* TO DO: Nothing in the records may change. Print them all again.

***** SUPPLIED RECORDS *****

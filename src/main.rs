//! Crime Dashboard - command line front end
//!
//! Every dashboard control is a flag: date range, crime types and
//! neighborhoods. Omitted filters mean "everything".

use anyhow::{bail, Context, Result};
use chrono::NaiveDate;
use clap::{Parser, Subcommand};
use crime_dashboard::charts::StaticChartRenderer;
use crime_dashboard::config::Config;
use crime_dashboard::data::{ensure_dataset, DataCleaner, DownloadOutcome, FilterParams, TableCache};
use crime_dashboard::nobel::{count_prizes_by_category, load_nobel_data, prizes_over_time};
use crime_dashboard::report::{print_options, DashboardSnapshot, ReportOptions};
use crime_dashboard::stats::{Density, Period};
use std::io::Write;
use std::path::PathBuf;

#[derive(Parser)]
#[command(name = "crime_dashboard", about = "Crime in Los Angeles - data dashboard")]
struct Cli {
    /// JSON config file; fields not given take their defaults
    #[arg(long, global = true)]
    config: Option<PathBuf>,

    #[command(subcommand)]
    command: Commands,
}

#[derive(Subcommand)]
enum Commands {
    /// Download the crime CSV unless it is already present
    Download {
        #[arg(long)]
        url: Option<String>,
        #[arg(long)]
        path: Option<PathBuf>,
    },
    /// Show the available filter values: date range, crime types, neighborhoods
    Options {
        #[arg(long)]
        data: Option<PathBuf>,
    },
    /// Filter, aggregate and print the dashboard; write charts and summary.json
    Report {
        #[arg(long)]
        data: Option<PathBuf>,
        /// First day included (YYYY-MM-DD); defaults to the earliest date
        #[arg(long, value_parser = parse_date)]
        from: Option<NaiveDate>,
        /// Last day included (YYYY-MM-DD); defaults to the latest date
        #[arg(long, value_parser = parse_date)]
        to: Option<NaiveDate>,
        /// Crime type to keep; repeat for several
        #[arg(long = "category")]
        categories: Vec<String>,
        /// Neighborhood to keep; repeat for several
        #[arg(long = "area")]
        areas: Vec<String>,
        #[arg(long)]
        top_n: Option<usize>,
        #[arg(long, value_enum)]
        period: Option<Period>,
        /// Emit empty periods with a zero count
        #[arg(long)]
        dense: bool,
        /// Output directory for charts and summary.json
        #[arg(long)]
        out: Option<PathBuf>,
        /// Skip chart rendering
        #[arg(long)]
        no_charts: bool,
    },
    /// Nobel prize counts by category and by year
    Nobel {
        #[arg(long)]
        data: Option<PathBuf>,
    },
}

fn parse_date(value: &str) -> Result<NaiveDate, String> {
    DataCleaner::parse_date(value).ok_or_else(|| format!("expected YYYY-MM-DD, got '{value}'"))
}

fn main() -> Result<()> {
    let filters = std::env::var("RUST_LOG").unwrap_or_else(|_| "info".to_string());
    pretty_env_logger::formatted_builder()
        .parse_filters(&filters)
        .init();

    let cli = Cli::parse();
    let mut config = Config::load(cli.config.as_deref()).context("Failed to load config")?;
    let mut cache = TableCache::new();

    match cli.command {
        Commands::Download { url, path } => {
            let url = url.unwrap_or(config.source_url);
            let path = path.unwrap_or(config.data_path);
            if let DownloadOutcome::Failed(reason) = ensure_dataset(&url, &path) {
                bail!("Download failed: {reason}");
            }
        }
        Commands::Options { data } => {
            let path = data.unwrap_or(config.data_path);
            let table = cache
                .get_or_load(&path)
                .with_context(|| format!("Failed to load {}", path.display()))?;

            print_options(&table, &mut std::io::stdout().lock())?;
        }
        Commands::Report {
            data,
            from,
            to,
            categories,
            areas,
            top_n,
            period,
            dense,
            out,
            no_charts,
        } => {
            if let Some(top_n) = top_n {
                config.top_n = top_n;
            }
            if let Some(period) = period {
                config.period = period;
            }
            if dense {
                config.density = Density::Dense;
            }
            config.validate()?;

            let path = data.unwrap_or(config.data_path);
            let table = cache
                .get_or_load(&path)
                .with_context(|| format!("Failed to load {}", path.display()))?;

            if table.is_empty() {
                log::warn!("No rows with a valid date in {}", path.display());
            }
            let filter = FilterParams::covering(&table, from, to)
                .with_categories(categories)
                .with_regions(areas);

            let options = ReportOptions {
                top_n: config.top_n,
                period: config.period,
                density: config.density,
            };
            let snapshot = DashboardSnapshot::build(&table, &filter, &options);
            snapshot.print(&mut std::io::stdout().lock())?;

            let out_dir = out.unwrap_or(config.output_dir);
            let renderer = StaticChartRenderer::new(config.chart_width, config.chart_height);
            let renderer = if no_charts { None } else { Some(&renderer) };
            snapshot
                .write_artifacts(&out_dir, renderer)
                .with_context(|| format!("Failed to write report to {}", out_dir.display()))?;
        }
        Commands::Nobel { data } => {
            let path = data.unwrap_or(config.nobel_path);
            let prizes = load_nobel_data(&path)
                .with_context(|| format!("Failed to load {}", path.display()))?;

            let mut out = std::io::stdout().lock();
            writeln!(out, "Prizes by category")?;
            writeln!(out, "{}", count_prizes_by_category(&prizes).to_dataframe()?)?;
            writeln!(out, "\nPrizes over time")?;
            writeln!(out, "{}", prizes_over_time(&prizes).to_dataframe()?)?;
        }
    }

    Ok(())
}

*****

* RESPONSE TO THIS TASK:
filename src/main.rs
//! Crime Dashboard - command line front end
//!
//! Every dashboard control is a flag: date range, crime types and
//! neighborhoods. Omitted filters mean "everything".

use anyhow::{bail, Context, Result};
use chrono::NaiveDate;
use clap::{Parser, Subcommand};
use crime_dashboard::charts::StaticChartRenderer;
use crime_dashboard::config::Config;
use crime_dashboard::data::{ensure_dataset, DataCleaner, DownloadOutcome, FilterParams, TableCache};
use crime_dashboard::nobel::{count_prizes_by_category, load_nobel_data, prizes_over_time};
use crime_dashboard::report::{print_options, DashboardSnapshot, ReportOptions};
use crime_dashboard::stats::{Density, Period};
use std::io::Write;
use std::path::PathBuf;

#[derive(Parser)]
#[command(name = "crime_dashboard", about = "Crime in Los Angeles - data dashboard")]
struct Cli {
    /// JSON config file; fields not given take their defaults
    #[arg(long, global = true)]
    config: Option<PathBuf>,

    #[command(subcommand)]
    command: Commands,
}

#[derive(Subcommand)]
enum Commands {
    /// Download the crime CSV unless it is already present
    Download {
        #[arg(long)]
        url: Option<String>,
        #[arg(long)]
        path: Option<PathBuf>,
    },
    /// Show the available filter values: date range, crime types, neighborhoods
    Options {
        #[arg(long)]
        data: Option<PathBuf>,
    },
    /// Filter, aggregate and print the dashboard; write charts and summary.json
    Report {
        #[arg(long)]
        data: Option<PathBuf>,
        /// First day included (YYYY-MM-DD); defaults to the earliest date
        #[arg(long, value_parser = parse_date)]
        from: Option<NaiveDate>,
        /// Last day included (YYYY-MM-DD); defaults to the latest date
        #[arg(long, value_parser = parse_date)]
        to: Option<NaiveDate>,
        /// Crime type to keep; repeat for several
        #[arg(long = "category")]
        categories: Vec<String>,
        /// Neighborhood to keep; repeat for several
        #[arg(long = "area")]
        areas: Vec<String>,
        #[arg(long)]
        top_n: Option<usize>,
        #[arg(long, value_enum)]
        period: Option<Period>,
        /// Emit empty periods with a zero count
        #[arg(long)]
        dense: bool,
        /// Output directory for charts and summary.json
        #[arg(long)]
        out: Option<PathBuf>,
        /// Skip chart rendering
        #[arg(long)]
        no_charts: bool,
    },
    /// Nobel prize counts by category and by year
    Nobel {
        #[arg(long)]
        data: Option<PathBuf>,
    },
}

fn parse_date(value: &str) -> Result<NaiveDate, String> {
    DataCleaner::parse_date(value).ok_or_else(|| format!("expected YYYY-MM-DD, got '{value}'"))
}

fn main() -> Result<()> {
    let filters = std::env::var("RUST_LOG").unwrap_or_else(|_| "info".to_string());
    pretty_env_logger::formatted_builder()
        .parse_filters(&filters)
        .init();

    let cli = Cli::parse();
    let mut config = Config::load(cli.config.as_deref()).context("Failed to load config")?;
    let mut cache = TableCache::new();

    match cli.command {
        Commands::Download { url, path } => {
            let url = url.unwrap_or(config.source_url);
            let path = path.unwrap_or(config.data_path);
            if let DownloadOutcome::Failed(reason) = ensure_dataset(&url, &path) {
                bail!("Download failed: {reason}");
            }
        }
        Commands::Options { data } => {
            let path = data.unwrap_or(config.data_path);
            let table = cache
                .get_or_load(&path)
                .with_context(|| format!("Failed to load {}", path.display()))?;

            print_options(&table, &mut std::io::stdout().lock())?;
        }
        Commands::Report {
            data,
            from,
            to,
            categories,
            areas,
            top_n,
            period,
            dense,
            out,
            no_charts,
        } => {
            if let Some(top_n) = top_n {
                config.top_n = top_n;
            }
            if let Some(period) = period {
                config.period = period;
            }
            if dense {
                config.density = Density::Dense;
            }
            config.validate()?;

            let path = data.unwrap_or(config.data_path);
            let table = cache
                .get_or_load(&path)
                .with_context(|| format!("Failed to load {}", path.display()))?;

            if table.is_empty() {
                log::warn!("No rows with a valid date in {}", path.display());
            }
            let filter = FilterParams::covering(&table, from, to)
                .with_categories(categories)
                .with_regions(areas);

            let options = ReportOptions {
                top_n: config.top_n,
                period: config.period,
                density: config.density,
            };
            let snapshot = DashboardSnapshot::build(&table, &filter, &options);
            snapshot.print(&mut std::io::stdout().lock())?;

            let out_dir = out.unwrap_or(config.output_dir);
            let renderer = StaticChartRenderer::new(config.chart_width, config.chart_height);
            let renderer = if no_charts { None } else { Some(&renderer) };
            snapshot
                .write_artifacts(&out_dir, renderer)
                .with_context(|| format!("Failed to write report to {}", out_dir.display()))?;
        }
        Commands::Nobel { data } => {
            let path = data.unwrap_or(config.nobel_path);
            let prizes = load_nobel_data(&path)
                .with_context(|| format!("Failed to load {}", path.display()))?;

            let mut out = std::io::stdout().lock();
            writeln!(out, "Prizes by category")?;
            writeln!(out, "{}", count_prizes_by_category(&prizes).to_dataframe()?)?;
            writeln!(out, "\nPrizes over time")?;
            writeln!(out, "{}", prizes_over_time(&prizes).to_dataframe()?)?;
        }
    }

    Ok(())
}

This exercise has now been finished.